Your objective — Where a line in the records below includes "fires", pull that line out.

Exercise data —
....................

//! # Units
//!
//! A unit has health, takes damage through messages and can be told to
//! shoot at another unit or at a position.
//!
//! ```text
//! MsgApplyDamage ──► UnitComponent ──► MsgUnitHealthStatus (owner subtree)
//!                          │
//!                          └─ health == 0 ──► MsgUnitDestroyed (owner)
//!                                             delete owner at frame end
//! ```
//!
//! A unit with a target fires a projectile every [`SHOT_INTERVAL_SECONDS`].

use hearth_core::scene::{
    Component, ComponentContext, ComponentManager, ComponentMode, ComponentReader, ComponentWriter, GameObject,
    GameObjectDesc, GameObjectHandle, Message, UpdateFunctionDesc, UpdatePhase,
};
use hearth_core::WorldResult;
use hearth_shared::{Transform, Vec3};

use super::projectile::spawn_projectile;

/// Health a unit gets unless configured otherwise.
pub const DEFAULT_MAX_HEALTH: u16 = 100;

/// Seconds between two shots.
pub const SHOT_INTERVAL_SECONDS: f64 = 0.75;

/// What a unit is doing.
#[derive(Clone, Copy, Debug, Default, PartialEq)]
pub enum UnitMode {
    /// Nothing.
    #[default]
    Idle,
    /// Shooting at another object.
    ShootAtUnit(GameObjectHandle),
    /// Shooting at a point.
    ShootAtPosition(Vec3),
}

impl UnitMode {
    fn tag(self) -> u8 {
        match self {
            Self::Idle => 0,
            Self::ShootAtUnit(_) => 1,
            Self::ShootAtPosition(_) => 2,
        }
    }
}

// =============================================================================
// MESSAGES
// =============================================================================

/// Deals damage to a unit. Negative damage heals.
#[derive(Clone, Copy, Debug, PartialEq, Eq)]
pub struct MsgApplyDamage {
    /// Amount of health to remove.
    pub damage: i32,
}

impl Message for MsgApplyDamage {}

/// Sent to the unit's whole subtree after its health changed.
#[derive(Clone, Copy, Debug, PartialEq, Eq)]
pub struct MsgUnitHealthStatus {
    /// Health after the change.
    pub cur_health: u16,
    /// Maximum health.
    pub max_health: u16,
    /// New minus old health.
    pub difference: i32,
}

impl Message for MsgUnitHealthStatus {}

/// Sent to the unit's object when its health reaches zero.
#[derive(Clone, Copy, Debug, PartialEq, Eq)]
pub struct MsgUnitDestroyed {
    /// The destroyed unit.
    pub unit: GameObjectHandle,
}

impl Message for MsgUnitDestroyed {}

/// Collects health numbers from a unit.
#[derive(Clone, Copy, Debug, Default, PartialEq, Eq)]
pub struct MsgGatherUnitStats {
    /// Filled with the current health.
    pub cur_health: u16,
    /// Filled with the maximum health.
    pub max_health: u16,
}

impl Message for MsgGatherUnitStats {}

/// Tells a unit what to shoot at. A valid `object` wins over `position`.
#[derive(Clone, Copy, Debug, PartialEq)]
pub struct MsgSetTarget {
    /// Object to shoot at.
    pub object: GameObjectHandle,
    /// Point to shoot at when `object` is invalidated.
    pub position: Vec3,
}

impl Default for MsgSetTarget {
    fn default() -> Self {
        Self {
            object: GameObjectHandle::INVALID,
            position: Vec3::ZERO,
        }
    }
}

impl Message for MsgSetTarget {}

/// Stops a unit from shooting.
#[derive(Clone, Copy, Debug, Default, PartialEq, Eq)]
pub struct MsgStopShooting;

impl Message for MsgStopShooting {}

// =============================================================================
// COMPONENT
// =============================================================================

/// Health and targeting of a unit.
#[derive(Clone, Debug, PartialEq)]
pub struct UnitComponent {
    /// Maximum health.
    pub max_health: u16,
    /// Current health; 0 before the simulation starts means "full".
    pub cur_health: u16,
    /// Name of an object spawned where the unit was destroyed; empty for
    /// none.
    pub on_destroyed_spawn: String,
    mode: UnitMode,
    last_shot_seconds: Option<f64>,
    shots_fired: u32,
}

impl Default for UnitComponent {
    fn default() -> Self {
        Self {
            max_health: DEFAULT_MAX_HEALTH,
            cur_health: 0,
            on_destroyed_spawn: String::new(),
            mode: UnitMode::Idle,
            last_shot_seconds: None,
            shots_fired: 0,
        }
    }
}

impl UnitComponent {
    /// A unit with the given health values.
    #[must_use]
    pub fn new(max_health: u16, cur_health: u16) -> Self {
        Self {
            max_health,
            cur_health,
            ..Self::default()
        }
    }

    /// Current targeting mode.
    #[must_use]
    pub const fn mode(&self) -> UnitMode {
        self.mode
    }

    /// Shots fired since creation.
    #[must_use]
    pub const fn shots_fired(&self) -> u32 {
        self.shots_fired
    }

    fn apply_damage(&mut self, damage: i32, ctx: &mut ComponentContext<'_>) {
        let last_health = i32::from(self.cur_health);
        let health = last_health.saturating_sub(damage).clamp(0, i32::from(self.max_health));
        self.cur_health = u16::try_from(health).unwrap_or(0);

        let owner = ctx.owner();
        ctx.send_message_recursive(
            owner,
            MsgUnitHealthStatus {
                cur_health: self.cur_health,
                max_health: self.max_health,
                difference: health - last_health,
            },
        );

        if self.cur_health == 0 {
            self.on_destroyed(ctx);
        }
    }

    fn on_destroyed(&mut self, ctx: &mut ComponentContext<'_>) {
        let owner = ctx.owner();
        tracing::debug!(unit = %owner, "unit destroyed");
        ctx.send_message(owner, MsgUnitDestroyed { unit: owner });

        if !self.on_destroyed_spawn.is_empty() {
            let name = self.on_destroyed_spawn.clone();
            let transform = ctx.owner_global_transform().unwrap_or(Transform::IDENTITY);
            let team = ctx.owner_object().map_or(0, GameObject::team_id);
            ctx.commands().defer(move |world| {
                let desc = GameObjectDesc::new(name).with_transform(transform).with_team(team);
                if let Err(e) = world.create_object(desc) {
                    tracing::warn!(error = %e, "failed to spawn destruction object");
                }
            });
        }

        ctx.delete_object_delayed(owner);
    }

    fn set_target(&mut self, msg: &MsgSetTarget) {
        self.mode = if msg.object.is_invalidated() {
            UnitMode::ShootAtPosition(msg.position)
        } else {
            UnitMode::ShootAtUnit(msg.object)
        };
    }

    /// Drops a target that died or is the unit itself, then fires when the
    /// shot interval has passed. Returns the target of the fired shot.
    fn update_unit(
        &mut self,
        owner: GameObjectHandle,
        now: f64,
        target_alive: impl Fn(GameObjectHandle) -> bool,
    ) -> Option<MsgSetTarget> {
        if let UnitMode::ShootAtUnit(target) = self.mode {
            if target == owner || !target_alive(target) {
                self.mode = UnitMode::Idle;
            }
        }

        let shot = match self.mode {
            UnitMode::Idle => return None,
            UnitMode::ShootAtUnit(object) => MsgSetTarget {
                object,
                ..MsgSetTarget::default()
            },
            UnitMode::ShootAtPosition(position) => MsgSetTarget {
                position,
                ..MsgSetTarget::default()
            },
        };
        let ready = self
            .last_shot_seconds
            .map_or(true, |last| now - last >= SHOT_INTERVAL_SECONDS);
        if !ready {
            return None;
        }
        self.last_shot_seconds = Some(now);
        self.shots_fired += 1;
        Some(shot)
    }
}

impl Component for UnitComponent {
    fn on_simulation_started(&mut self, _ctx: &mut ComponentContext<'_>) {
        if self.cur_health == 0 {
            self.cur_health = self.max_health;
        }
        self.cur_health = self.cur_health.min(self.max_health);
    }

    fn handle_message(&mut self, message: &mut dyn Message, ctx: &mut ComponentContext<'_>) -> bool {
        if let Some(msg) = message.downcast_ref::<MsgApplyDamage>() {
            let damage = msg.damage;
            self.apply_damage(damage, ctx);
            return true;
        }
        if let Some(msg) = message.downcast_mut::<MsgGatherUnitStats>() {
            msg.cur_health = self.cur_health;
            msg.max_health = self.max_health;
            return true;
        }
        if let Some(msg) = message.downcast_ref::<MsgSetTarget>() {
            self.set_target(msg);
            return true;
        }
        if message.is::<MsgStopShooting>() {
            self.mode = UnitMode::Idle;
            return true;
        }
        false
    }

    fn serialize(&self, writer: &mut ComponentWriter<'_>) {
        writer.write_pod(self.max_health);
        writer.write_pod(self.cur_health);
        writer.write_str(&self.on_destroyed_spawn);
        writer.write_pod(self.mode.tag());
        let (object, position) = match self.mode {
            UnitMode::Idle => (GameObjectHandle::INVALID, Vec3::ZERO),
            UnitMode::ShootAtUnit(object) => (object, Vec3::ZERO),
            UnitMode::ShootAtPosition(position) => (GameObjectHandle::INVALID, position),
        };
        writer.write_object_ref(object);
        writer.write_pod(position);
    }

    fn deserialize(&mut self, reader: &mut ComponentReader<'_>, version: u32) -> WorldResult<()> {
        self.max_health = reader.read_pod()?;
        self.cur_health = reader.read_pod()?;
        if version < 2 {
            return Ok(());
        }

        self.on_destroyed_spawn = reader.read_str()?;
        let tag: u8 = reader.read_pod()?;
        let object = reader.read_object_ref()?;
        let position: Vec3 = reader.read_pod()?;
        self.mode = match tag {
            1 if !object.is_invalidated() => UnitMode::ShootAtUnit(object),
            2 => UnitMode::ShootAtPosition(position),
            _ => UnitMode::Idle,
        };
        Ok(())
    }

    fn type_name() -> &'static str {
        "UnitComponent"
    }

    fn mode() -> ComponentMode {
        ComponentMode::Dynamic
    }

    fn version() -> u32 {
        2
    }

    fn register_update_functions(manager: &mut ComponentManager<Self>) {
        manager.register_update_function(
            UpdateFunctionDesc::<Self>::new("unit_update", UpdatePhase::PostAsync, |range, ctx| {
                let objects = ctx.view.objects();
                let now = ctx.view.clock().accumulated_seconds();
                for slot in range.iter_mut().filter(|slot| slot.is_active()) {
                    let owner = slot.owner();
                    let Some(shot) = slot.update_unit(owner, now, |target| objects.contains(target)) else {
                        continue;
                    };
                    let transform = objects.compute_global_transform(owner).unwrap_or(Transform::IDENTITY);
                    let team = objects.try_get(owner).map_or(0, GameObject::team_id);
                    ctx.view.commands().defer(move |world| {
                        if let Err(e) = spawn_projectile(world, transform, team, shot) {
                            tracing::warn!(unit = %owner, error = %e, "failed to spawn projectile");
                        }
                    });
                }
            })
            .with_granularity(64)
            .only_when_simulating(),
        );
    }
}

....................

Expected answer —
//! A unit with a target fires a projectile every [`SHOT_INTERVAL_SECONDS`].
    /// Drops a target that died or is the unit itself, then fires when the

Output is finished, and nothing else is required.